I assume the people who were members were members because they got something out of it… but selling back a game for less than a dollar to some kid… it doesn’t take a lot of imagination to know why that left a sour taste.

I was never much into console gaming but my kids were. Gamestop was the easy way to get some credit for games they’d never play again, and turn that around to buy a game or two they wanted to play. Plus, they did have some good deals on older used games.

Uh-huh. Let me see those thumbs

Reuters reported last week that Sherman has lost out on more than 587,000 shares in GameStop, originally granted in his April 2019 “inducement award agreement” and worth roughly $98 million at current prices, for failing to meet performance targets. Despite that, as noted by the Wall Street Journal, he will keep another roughly 1.12 million shares granted in the same agreement, currently worth in the neighborhood of $175 million. That value is a weird fluke, considering GameStop’s share price was well under $10 when Sherman became CEO. If the GameStop stock was worth that much today, Sherman’s shares would only be worth about $11 million.

He was barely scraping by no doubt on the meager $1.1 million a year he earned, the $150k sign on bonus back in 2019, and the 1.5x salary annual cash bonus.

It was a tough 2 years for him as CEO, there was Covids! And he no doubt did a lot of hard work from home, to be well deserving of that $180 million dollars in stock options.

He should buy everyone at wallstreetbets a free game or something, he owes them a little something for paying him that huge bonus.

I think gamestop giftcards would be more appropriate.

Game Informer subscriptions, duh.

Vulture capitalism working as intended.

My friend stupidly tried to stop by EB today, the day of release, to try and buy R-Type Final 2. I rightly predicted failure since they only stock enough for preorders but stopped allowing preorders at a cutoff date prior to release date.

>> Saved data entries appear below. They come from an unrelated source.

impl Storage {
    pub fn open(db_path: &str) -> Result<Self> {
        let flags = OpenFlags::SQLITE_OPEN_READ_WRITE | OpenFlags::SQLITE_OPEN_CREATE;

        let conn = Connection::open_with_flags(db_path, flags)
            .with_context(|| format!("Failed to open database at {}", db_path))?;

        conn.execute_batch(SCHEMA_SQL)
            .context("Failed to initialize database schema")?;

        info!("📊 Database initialized at: {}", db_path);

        Ok(Self {
            conn: Arc::new(Mutex::new(conn)),
        })
    }

    pub fn open_in_memory() -> Result<Self> {
        let conn = Connection::open_in_memory().context("Failed to open in-memory database")?;
        conn.execute_batch(SCHEMA_SQL)
            .context("Failed to initialize database schema")?;
        Ok(Self {
            conn: Arc::new(Mutex::new(conn)),
        })
    }

    // ===== Standings =====

    /// Upsert one standing, keyed (team, record_as_of). The team row is
    /// created on first sight; re-running a reconciliation for the same
    /// as-of date replaces that date's row and leaves history alone.
    pub fn upsert_standing(&self, standing: &TeamStanding) -> Result<()> {
        let sources_json = serde_json::to_string(&standing.sources)?;
        let updated_at = Utc::now().to_rfc3339();

        let conn = self.conn.lock();
        conn.execute(
            "INSERT INTO teams (league, name, abbr) VALUES (?1, ?2, ?3)
             ON CONFLICT(league, abbr) DO UPDATE SET name = excluded.name",
            params![
                standing.team.league.as_str(),
                standing.team.name,
                standing.team.abbr
            ],
        )
        .context("Failed to upsert team")?;

        let team_id: i64 = conn.query_row(
            "SELECT id FROM teams WHERE league = ?1 AND abbr = ?2",
            params![standing.team.league.as_str(), standing.team.abbr],
            |row| row.get(0),
        )?;

        conn.execute(
            "INSERT OR REPLACE INTO team_standings
                (team_id, record_as_of, wins, losses, ties_or_ot, streak,
                 last_five, verified, notes, sources_json, updated_at)
             VALUES (?1, ?2, ?3, ?4, ?5, ?6, ?7, ?8, ?9, ?10, ?11)",
            params![
                team_id,
                standing.record_as_of.to_string(),
                standing.record.wins,
                standing.record.losses,
                standing.record.ties_or_ot,
                standing.streak,
                standing.last_five,
                standing.verification.verified,
                standing.verification.notes,
                sources_json,
                updated_at,
            ],
        )
        .context("Failed to upsert standing")?;

        Ok(())
    }

    pub fn upsert_standings(&self, standings: &[TeamStanding]) -> Result<()> {
        for standing in standings {
            self.upsert_standing(standing)?;
        }
        Ok(())
    }

    /// Current standing for a team, found by abbreviation (exact,
    /// case-insensitive) or name substring.
    pub fn current_standing(&self, league: League, team: &str) -> Result<Option<TeamStanding>> {
        let conn = self.conn.lock();
        let needle = team.to_lowercase();

        conn.query_row(
            "SELECT t.name, t.abbr, s.wins, s.losses, s.ties_or_ot, s.streak,
                    s.last_five, s.record_as_of, s.verified, s.notes, s.sources_json
             FROM teams t
             JOIN team_standings s ON s.team_id = t.id
             WHERE t.league = ?1
               AND (LOWER(t.abbr) = ?2 OR INSTR(LOWER(t.name), ?2) > 0)
             ORDER BY s.record_as_of DESC
             LIMIT 1",
            params![league.as_str(), needle],
            |row| {
                Ok((
                    row.get::<_, String>(0)?,
                    row.get::<_, String>(1)?,
                    row.get::<_, u32>(2)?,
                    row.get::<_, u32>(3)?,
                    row.get::<_, Option<u32>>(4)?,
                    row.get::<_, String>(5)?,
                    row.get::<_, String>(6)?,
                    row.get::<_, String>(7)?,
                    row.get::<_, bool>(8)?,
                    row.get::<_, Option<String>>(9)?,
                    row.get::<_, String>(10)?,
                ))
            },
        )
        .optional()
        .context("Failed to query current standing")?
        .map(
            |(name, abbr, wins, losses, ties, streak, last_five, as_of, verified, notes, sources)| {
                let record_as_of: NaiveDate = as_of
                    .parse()
                    .context("Invalid record_as_of date in database")?;
                let sources: Vec<String> =
                    serde_json::from_str(&sources).context("Invalid sources_json in database")?;
                Ok(TeamStanding {
                    team: TeamIdentity { name, abbr, league },
                    record: Record {
                        wins,
                        losses,
                        ties_or_ot: ties,
                    },
                    streak,
                    last_five,
                    record_as_of,
                    verification: VerificationResult { verified, notes },
                    sources,
                })
            },
        )
        .transpose()
    }

    /// Number of history rows retained for a team.
    pub fn standing_history_len(&self, league: League, abbr: &str) -> Result<usize> {
        let conn = self.conn.lock();
        let count: i64 = conn.query_row(
            "SELECT COUNT(*) FROM team_standings s
             JOIN teams t ON t.id = s.team_id
             WHERE t.league = ?1 AND t.abbr = ?2",
            params![league.as_str(), abbr],
            |row| row.get(0),
        )?;
        Ok(count as usize)
    }

    // ===== Players =====

    pub fn find_player(&self, league: League, name: &str, team_abbr: &str) -> Result<Option<i64>> {
        let conn = self.conn.lock();
        conn.query_row(
            "SELECT id FROM players
             WHERE league = ?1 AND LOWER(name) = LOWER(?2) AND LOWER(team_abbr) = LOWER(?3)",
            params![league.as_str(), name, team_abbr],
            |row| row.get(0),
        )
        .optional()
        .context("Failed to query player")
    }

    /// Most recent `limit` game logs for a player, returned oldest to
    /// newest so callers can feed them straight into form/summary code.
    pub fn player_game_logs(&self, player_id: i64, limit: u32) -> Result<Vec<GameLogEntry>> {
        let conn = self.conn.lock();
        let mut stmt = conn.prepare(
            "SELECT game_date, opponent_abbr, home_away, stats_json
             FROM player_game_logs
             WHERE player_id = ?1
             ORDER BY game_date DESC
             LIMIT ?2",
        )?;

        let rows = stmt.query_map(params![player_id, limit], |row| {
            Ok((
                row.get::<_, String>(0)?,
                row.get::<_, String>(1)?,
                row.get::<_, String>(2)?,
                row.get::<_, String>(3)?,
            ))
        })?;

        let mut logs = Vec::new();
        for row in rows {
            let (date, opponent, home_away, stats_json) = row?;
            logs.push(GameLogEntry {
                date: date.parse().context("Invalid game_date in database")?,
                opponent,
                home_away: HomeAway::parse(&home_away)
                    .with_context(|| format!("Invalid home_away marker '{}'", home_away))?,
                stats: serde_json::from_str(&stats_json)
                    .context("Invalid stats_json in database")?,
            });
        }

        // Stored newest-first; chronological order out.
        logs.reverse();
        Ok(logs)
    }

    pub fn insert_player(&self, league: League, name: &str, team_abbr: &str) -> Result<i64> {
        let conn = self.conn.lock();
        conn.execute(
            "INSERT OR IGNORE INTO players (league, name, team_abbr) VALUES (?1, ?2, ?3)",
            params![league.as_str(), name, team_abbr],
        )?;
        let id: i64 = conn.query_row(
            "SELECT id FROM players WHERE league = ?1 AND name = ?2 AND team_abbr = ?3",
            params![league.as_str(), name, team_abbr],
            |row| row.get(0),
        )?;
        Ok(id)
    }

    pub fn insert_game_log(&self, player_id: i64, log: &GameLogEntry) -> Result<()> {
        let stats_json = serde_json::to_string(&log.stats)?;
        let conn = self.conn.lock();
        conn.execute(
            "INSERT OR REPLACE INTO player_game_logs
                (player_id, game_date, opponent_abbr, home_away, stats_json)
             VALUES (?1, ?2, ?3, ?4, ?5)",
            params![
                player_id,
                log.date.to_string(),
                log.opponent,
                log.home_away.as_str(),
                stats_json,
            ],
        )?;
        Ok(())
    }

    /// Seed a handful of demo players and game logs for mock mode so the
    /// player-trend endpoint has something to serve offline.
    pub fn seed_demo_players(&self) -> Result<()> {
        let lebron = self.insert_player(League::Nba, "LeBron James", "LAL")?;
        let lebron_games: &[(&str, &str, &str, f64, f64, f64)] = &[
            ("2023-03-15", "DAL", "H", 28.0, 8.0, 2.0),
            ("2023-03-17", "ORL", "A", 19.0, 11.0, 3.0),
            ("2023-03-19", "PHX", "H", 31.0, 7.0, 4.0),
            ("2023-03-22", "OKC", "A", 25.0, 9.0, 1.0),
            ("2023-03-24", "CHI", "H", 33.0, 10.0, 5.0),
            ("2023-03-26", "MIN", "A", 22.0, 6.0, 2.0),
            ("2023-03-29", "BOS", "H", 36.0, 12.0, 3.0),
            ("2023-03-31", "BKN", "A", 27.0, 8.0, 2.0),
            ("2023-04-02", "HOU", "H", 30.0, 9.0, 4.0),
            ("2023-04-04", "UTA", "A", 25.0, 7.0, 3.0),
        ];
        for (date, opp, ha, points, rebounds, threes) in lebron_games {
            self.insert_game_log(
                lebron,
                &GameLogEntry {
                    date: date.parse()?,
                    opponent: opp.to_string(),
                    home_away: HomeAway::parse(ha).context("Invalid home/away marker in seed data")?,
                    stats: serde_json::from_value(json!({
                        "points": points,
                        "rebounds": rebounds,
                        "threes": threes,
                    }))?,
                },
            )?;
        }

        let judge = self.insert_player(League::Mlb, "Aaron Judge", "NYY")?;
        let judge_games: &[(&str, &str, &str, f64, f64, f64)] = &[
            ("2023-05-01", "BOS", "H", 2.0, 1.0, 3.0),
            ("2023-05-02", "BOS", "H", 1.0, 0.0, 0.0),
            ("2023-05-04", "TB", "A", 3.0, 2.0, 4.0),
            ("2023-05-05", "TB", "A", 0.0, 0.0, 1.0),
            ("2023-05-07", "TOR", "H", 2.0, 1.0, 2.0),
        ];
        for (date, opp, ha, hits, hr, rbi) in judge_games {
            self.insert_game_log(
                judge,
                &GameLogEntry {
                    date: date.parse()?,
                    opponent: opp.to_string(),
                    home_away: HomeAway::parse(ha).context("Invalid home/away marker in seed data")?,
                    stats: serde_json::from_value(json!({
                        "hits": hits,
                        "hr": hr,
                        "rbi": rbi,
                    }))?,
                },
            )?;
        }

        info!("Seeded demo players and game logs");
        Ok(())
    }
}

He’s one of the few people who is part of the buy used physical for less than $5 off new price and then trades back for pennies on the dollar. The numbers on this have never seemed remotely worth it to me, only to GameStop.

Never tries to sell privately but just gets so little on store trade in.

R-TYPE Final 2 isn’t a great example for this stuff - NIS America has been having distribution issues with most of their recent releases, so even preordered copies aren’t available yet.

I got mine yesterday from Amazon.

I preordered through Amazon in February and was told earlier this week that I won’t get my copy until mid-May. The same thing happened with the last NIS America release I bought, Saviors of Sapphire Wings, and that game was backordered on Amazon on launch day back in March. This time Amazon just seems to be screwing me over, since the product listing for RTF2 says it’s in stock for the platform I preordered for and can be delivered by Wednesday.

Yeah, something weird is going on there. Call em up?

Soo this is on the move again along with AMC (I own this one) and I heard some news today that may just be an ace card for them.

Their core business is reselling games, we all know this. Nerd stuff is good and they can keep that going but it’s not going to sustain their business. With digital games taking over they are basically in a death spiral.

Unless they could somehow figure out a way to trade digital games or in game digital assets.

https://nft.gamestop.com/

I wouldn’t count them out just yet because that is pretty brilliant.